## What is expected
Below are the records; copy each line in which "year" occurs.
--- Supplied material Enclosed Below ---
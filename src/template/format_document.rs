use serde_json::Value;

use crate::{
    schemas::{Document, PromptArgs},
    template::{PromptTemplate, TemplateError},
};

/// Variable under which a document's content is exposed to a document prompt.
pub const DOCUMENT_CONTENT_KEY: &str = "page_content";

/// The prompt used to render a document when none is configured: the raw content.
pub fn default_document_prompt() -> PromptTemplate {
    PromptTemplate::from_fstring(format!("{{{DOCUMENT_CONTENT_KEY}}}"))
}

/// Format a document into a string based on a prompt template.
///
/// The template may reference `page_content` and any key of the document's
/// metadata. Extra metadata is ignored; a referenced key the document does not
/// carry is an error naming exactly what is missing.
pub fn format_document(document: &Document, prompt: &PromptTemplate) -> Result<String, TemplateError> {
    let mut base_info = PromptArgs::with_capacity(document.metadata.len() + 1);
    base_info.insert(
        DOCUMENT_CONTENT_KEY.into(),
        Value::String(document.page_content.clone()),
    );
    base_info.extend(
        document
            .metadata
            .iter()
            .map(|(key, value)| (key.clone(), value.clone())),
    );

    let mut missing_metadata = prompt
        .variables()
        .iter()
        .filter(|variable| !base_info.contains_key(variable.as_str()))
        .cloned()
        .collect::<Vec<_>>();

    if !missing_metadata.is_empty() {
        missing_metadata.sort();
        let required_metadata = prompt
            .variables()
            .iter()
            .filter(|variable| variable.as_str() != DOCUMENT_CONTENT_KEY)
            .cloned()
            .collect();

        return Err(TemplateError::MissingMetadata {
            required: required_metadata,
            missing: missing_metadata,
        });
    }

    let document_info = prompt
        .variables()
        .iter()
        .filter_map(|variable| base_info.remove_entry(variable.as_str()))
        .collect::<PromptArgs>();

    prompt.format(&document_info)
}

#[cfg(test)]
mod tests {
    use super::*;

    #[test]
    fn test_default_prompt_echoes_content() {
        let doc = Document::new("raw content").with_metadata_entry("source", "a.txt");
        let formatted = format_document(&doc, &default_document_prompt()).unwrap();
        assert_eq!(formatted, "raw content");
    }

    #[test]
    fn test_metadata_is_substituted_and_extras_ignored() {
        let prompt = PromptTemplate::from_fstring("[{source}, p.{page}] {page_content}");
        let doc = Document::new("Luis is 24")
            .with_metadata_entry("source", "bio.md")
            .with_metadata_entry("page", 7)
            .with_metadata_entry("unused", true);

        let formatted = format_document(&doc, &prompt).unwrap();
        assert_eq!(formatted, "[bio.md, p.7] Luis is 24");
    }

    #[test]
    fn test_missing_metadata_names_exact_keys() {
        let prompt = PromptTemplate::from_fstring("{title} ({year}) by {author}: {page_content}");
        let doc = Document::new("text").with_metadata_entry("author", "Verne");

        let err = format_document(&doc, &prompt).unwrap_err();
        match err {
            TemplateError::MissingMetadata { required, missing } => {
                assert_eq!(required, vec!["title", "year", "author"]);
                assert_eq!(missing, vec!["title", "year"]);
            }
            other => panic!("unexpected error: {other:?}"),
        }
    }

    #[test]
    fn test_metadata_may_shadow_page_content() {
        let prompt = default_document_prompt();
        let doc = Document::new("original").with_metadata_entry(DOCUMENT_CONTENT_KEY, "override");

        assert_eq!(format_document(&doc, &prompt).unwrap(), "override");
    }
}
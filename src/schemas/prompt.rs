use std::fmt;

use serde::{Deserialize, Serialize};

/// A fully rendered prompt, ready to be submitted to a language model.
#[derive(Debug, Clone, PartialEq, Eq, Serialize, Deserialize)]
#[serde(transparent)]
pub struct Prompt {
    text: String,
}

impl Prompt {
    pub fn new(text: impl Into<String>) -> Self {
        Self { text: text.into() }
    }

    pub fn as_str(&self) -> &str {
        &self.text
    }

    pub fn into_string(self) -> String {
        self.text
    }
}

impl From<String> for Prompt {
    fn from(text: String) -> Self {
        Self::new(text)
    }
}

impl From<&str> for Prompt {
    fn from(text: &str) -> Self {
        Self::new(text)
    }
}

impl fmt::Display for Prompt {
    fn fmt(&self, f: &mut fmt::Formatter<'_>) -> fmt::Result {
        write!(f, "{}", self.text)
    }
}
--- End of Enclosed Supplied material ---
## Exercise response
        let prompt = PromptTemplate::from_fstring("{title} ({year}) by {author}: {page_content}");
                assert_eq!(required, vec!["title", "year", "author"]);
                assert_eq!(missing, vec!["title", "year"]);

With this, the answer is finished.